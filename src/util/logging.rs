use tracing_subscriber::{fmt, EnvFilter};

/// Initializes tracing from `RUST_LOG` (default `info`).
///
/// Set `PERF_INSIGHTS_LOG_FORMAT=json` to emit one JSON object per event.
pub fn init_tracing() {
    let env_filter = EnvFilter::try_from_default_env().unwrap_or_else(|_| EnvFilter::new("info"));
    let json = std::env::var("PERF_INSIGHTS_LOG_FORMAT")
        .map(|v| v.eq_ignore_ascii_case("json"))
        .unwrap_or(false);

    let subscriber = fmt()
        .with_env_filter(env_filter)
        .with_target(true)
        .with_thread_ids(false);

    if json {
        subscriber.json().init();
    } else {
        subscriber.init();
    }
}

How to complete this task
Reproduce each record exactly, leaving nothing out.

Exercise response
filename src/util/logging.rs
use tracing_subscriber::{fmt, EnvFilter};

/// Initializes tracing from `RUST_LOG` (default `info`).
///
/// Set `PERF_INSIGHTS_LOG_FORMAT=json` to emit one JSON object per event.
pub fn init_tracing() {
    let env_filter = EnvFilter::try_from_default_env().unwrap_or_else(|_| EnvFilter::new("info"));
    let json = std::env::var("PERF_INSIGHTS_LOG_FORMAT")
        .map(|v| v.eq_ignore_ascii_case("json"))
        .unwrap_or(false);

    let subscriber = fmt()
        .with_env_filter(env_filter)
        .with_target(true)
        .with_thread_ids(false);

    if json {
        subscriber.json().init();
    } else {
        subscriber.init();
    }
}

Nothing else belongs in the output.